Queen consort of Italy
- Tenure: 932 - 937
- Born: Maria c. 890 Rome, Papal States
- Died: 937 (aged 46–47) Rome, Papal States
- Spouse: Alberic I of Spoleto Guy, Margrave of Tuscany Hugh of Italy
- Issue: by Alberic I Pope John XI Alberic II of Spoleto Constantine Sergius David Berta Theodora (?)
- Father: Theophylact I, Count of Tusculum
- Mother: Theodora

= Marozia =

Italian queen

Marozia, born Maria and also known as Mariuccia or Mariozza (c. 890 – 937), was a Roman noblewoman who was the alleged mistress of Pope Sergius III and was given the unprecedented titles senatrix ("senatoress") and patricia of Rome by Pope John X.

[The] influence of two sister prostitutes, Marozia and Theodora (Note: Here Gibbon confused Marozia's mother, Theodora with her sister, Theodora II.) was founded on their wealth and beauty, their political and amorous intrigues: the most strenuous of their lovers were rewarded with the Roman tiara, and their reign may have suggested to darker ages the fable of a female pope. The bastard son, two grandsons, two great grandsons, and one great great grandson of Marozia—a rare genealogy—were seated in the Chair of St. Peter.
— Edward Gibbon

Pope John XIII was her nephew, the offspring of her younger sister Theodora. From this description, the term "pornocracy" has become associated with the effective rule in Rome of Theodora and her daughter Marozia through male surrogates.

==Early life==
Marozia was born about 890. She was the daughter of the Roman consul Theophylact, Count of Tusculum, and of Theodora, the real power in Rome, whom bishop Liutprand of Cremona characterized as a "shameless whore... [who] exercised power on the Roman citizenry like a man."

At the age of fifteen, Marozia became the mistress of Theophylact's cousin Pope Sergius III, whom she knew when he was bishop of Portus.
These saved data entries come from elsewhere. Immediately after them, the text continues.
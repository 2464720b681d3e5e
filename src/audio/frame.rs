use num_complex::Complex;
use std::io::ErrorKind;
use std::sync::Arc;
use tracing::trace;

use super::fft::Frame;
use super::source::{AudioSource, BYTES_PER_SAMPLE};
use super::window::WindowTable;
use crate::error::AnalysisError;

/// Normalization divisor for signed 16-bit PCM
const I16_SCALE: f64 = 32768.0;

/// Collects exactly `2·N` bytes of s16le PCM per frame and turns them into
/// windowed complex samples. Consecutive frames never overlap.
pub struct FrameAssembler {
    window: Arc<WindowTable>,
    buffer: Vec<u8>,
    short_reads: u64,
}

impl FrameAssembler {
    pub fn new(window: Arc<WindowTable>) -> Self {
        let buffer = vec![0u8; window.len() * BYTES_PER_SAMPLE];
        Self {
            window,
            buffer,
            short_reads: 0,
        }
    }

    /// Samples per frame
    pub fn frame_size(&self) -> usize {
        self.window.len()
    }

    /// Reads that returned fewer bytes than were still needed
    pub fn short_reads(&self) -> u64 {
        self.short_reads
    }

    /// Read the next full frame from `source`.
    ///
    /// Returns `Ok(None)` when the stream ends cleanly on a frame boundary.
    pub fn next_frame(&mut self, source: &mut dyn AudioSource) -> Result<Option<Frame>, AnalysisError> {
        let expected = self.buffer.len();
        let mut filled = 0;

        while filled < expected {
            match source.read(&mut self.buffer[filled..]) {
                Ok(0) if filled == 0 => return Ok(None),
                Ok(0) => {
                    return Err(AnalysisError::IncompleteCapture {
                        expected,
                        received: filled,
                    })
                }
                Ok(n) => {
                    filled += n;
                    if filled < expected {
                        self.short_reads += 1;
                        trace!("Short read: {}/{} bytes", filled, expected);
                    }
                }
                Err(e) if e.kind() == ErrorKind::Interrupted => continue,
                Err(e) => return Err(AnalysisError::Source(e)),
            }
        }

        Ok(Some(self.decode(&self.buffer)))
    }

    /// Convert one block of s16le bytes into a windowed frame.
    ///
    /// `bytes` should hold `2·N` bytes; a trailing odd byte is ignored.
    pub fn decode(&self, bytes: &[u8]) -> Frame {
        let coefficients = self.window.coefficients();

        let values = bytes
            .chunks_exact(BYTES_PER_SAMPLE)
            .zip(coefficients)
            .map(|(pair, &w)| {
                let raw = (pair[0] as u16 | ((pair[1] as u16) << 8)) as i16;
                Complex::new(raw as f64 / I16_SCALE * w, 0.0)
            })
            .collect();

        Frame::new(values)
    }
}

#[cfg(test)]
mod tests {
    use super::*;
    use crate::audio::source::ReaderSource;
    use std::io::{self, Cursor};

    /// Hands out at most `chunk` bytes per read
    struct Trickle {
        data: Vec<u8>,
        pos: usize,
        chunk: usize,
        interrupt_next: bool,
    }

    impl AudioSource for Trickle {
        fn read(&mut self, buf: &mut [u8]) -> io::Result<usize> {
            if self.interrupt_next {
                self.interrupt_next = false;
                return Err(io::Error::from(ErrorKind::Interrupted));
            }
            self.interrupt_next = true;
            let n = buf.len().min(self.chunk).min(self.data.len() - self.pos);
            buf[..n].copy_from_slice(&self.data[self.pos..self.pos + n]);
            self.pos += n;
            Ok(n)
        }

        fn describe(&self) -> String {
            "trickle".into()
        }
    }

    fn pcm(samples: &[i16]) -> Vec<u8> {
        samples.iter().flat_map(|s| s.to_le_bytes()).collect()
    }

    #[test]
    fn test_decode_extremes() {
        // Hann(4) is [0, 0.75, 0.75, 0]
        let window = Arc::new(WindowTable::hann(4).unwrap());
        let assembler = FrameAssembler::new(window);

        let frame = assembler.decode(&pcm(&[i16::MIN, i16::MIN, i16::MAX, 0]));
        let re: Vec<f64> = frame.as_slice().iter().map(|c| c.re).collect();

        assert_eq!(re[0], 0.0);
        assert!((re[1] - (-1.0 * 0.75)).abs() < 1e-12);
        assert!((re[2] - (32767.0 / 32768.0 * 0.75)).abs() < 1e-12);
        assert_eq!(re[3], 0.0);
        assert!(frame.as_slice().iter().all(|c| c.im == 0.0));
    }

    #[test]
    fn test_little_endian_byte_order() {
        let window = Arc::new(WindowTable::hann(4).unwrap());
        let assembler = FrameAssembler::new(window);

        // 0x0100 = 256, 0xFFFE = -2
        let frame = assembler.decode(&[0x00, 0x01, 0xFE, 0xFF, 0, 0, 0, 0]);
        assert_eq!(frame.as_slice()[0].re, 0.0);
        assert!((frame.as_slice()[1].re - (-2.0 / 32768.0 * 0.75)).abs() < 1e-15);

        let frame = assembler.decode(&[0, 0, 0x00, 0x01, 0, 0, 0, 0]);
        assert!((frame.as_slice()[1].re - (256.0 / 32768.0 * 0.75)).abs() < 1e-15);
    }

    #[test]
    fn test_short_reads_still_give_full_frames() {
        let window = Arc::new(WindowTable::hann(64).unwrap());
        let mut assembler = FrameAssembler::new(window.clone());

        let samples: Vec<i16> = (0..128).map(|i| (i * 100) as i16).collect();
        let bytes = pcm(&samples);
        let mut source = Trickle {
            data: bytes.clone(),
            pos: 0,
            chunk: 7,
            interrupt_next: false,
        };

        let first = assembler.next_frame(&mut source).unwrap().unwrap();
        let second = assembler.next_frame(&mut source).unwrap().unwrap();
        assert_eq!(first.len(), 64);
        assert_eq!(second.len(), 64);
        assert_eq!(first, assembler.decode(&bytes[..128]));
        assert_eq!(second, assembler.decode(&bytes[128..]));
        assert!(assembler.short_reads() > 0);

        assert!(assembler.next_frame(&mut source).unwrap().is_none());
    }

    #[test]
    fn test_eof_mid_frame() {
        let window = Arc::new(WindowTable::hann(16).unwrap());
        let mut assembler = FrameAssembler::new(window);
        let mut source = ReaderSource::new(Cursor::new(vec![0u8; 20]), "short");

        match assembler.next_frame(&mut source) {
            Err(AnalysisError::IncompleteCapture { expected, received }) => {
                assert_eq!(expected, 32);
                assert_eq!(received, 20);
            }
            other => panic!("expected IncompleteCapture, got {:?}", other),
        }
    }

    #[test]
    fn test_eof_on_boundary() {
        let window = Arc::new(WindowTable::hann(8).unwrap());
        let mut assembler = FrameAssembler::new(window);
        let mut source = ReaderSource::new(Cursor::new(Vec::new()), "empty");

        assert!(assembler.next_frame(&mut source).unwrap().is_none());
    }

    #[test]
    fn test_source_error_surfaces() {
        struct Broken;
        impl AudioSource for Broken {
            fn read(&mut self, _buf: &mut [u8]) -> io::Result<usize> {
                Err(io::Error::other("device gone"))
            }
            fn describe(&self) -> String {
                "broken".into()
            }
        }

        let window = Arc::new(WindowTable::hann(8).unwrap());
        let mut assembler = FrameAssembler::new(window);
        assert!(matches!(assembler.next_frame(&mut Broken), Err(AnalysisError::Source(_))));
    }
}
The two had a son, John (the later Pope John XI). That, at least, is the story found in two contemporary sources, the Liber Pontificalis and the Antapodosis sive Res per Europam gestae (958–62), by Liutprand of Cremona (c. 920–72). But a third contemporary source, the annalist Flodoard (c. 894–966), says John XI was brother of Alberic II, the latter being the offspring of Marozia and her husband Alberic I. Hence John too may have been the son of Marozia and Alberic I.

Marozia married Alberic I, duke of Spoleto, in 909, and their son Alberic II was born in 911 or 912. By the time Alberic I was killed at Orte in 924, the Roman landowners had won complete victory over the traditional bureaucracy represented by the papal curia. Rome was virtually under secular control, referred to as the historic nadir of the papacy by historian Will Durant.

==Guy of Tuscany==
In order to counter the influence of Pope John X (whom the hostile chronicler Liutprand of Cremona alleges was another of her lovers), Marozia subsequently married his opponent Guy of Tuscany. Together they attacked Rome, arrested Pope John X in the Lateran, and jailed him in the Castel Sant'Angelo. Either Guy had him smothered with a pillow in 928 or he simply died, perhaps from neglect or ill treatment. Marozia seized power in Rome in a coup d'état. The following popes, Leo VI and Stephen VII, were both her puppets. In 931 she managed to impose her twenty-one-year-old son as pontiff, under the name of John XI.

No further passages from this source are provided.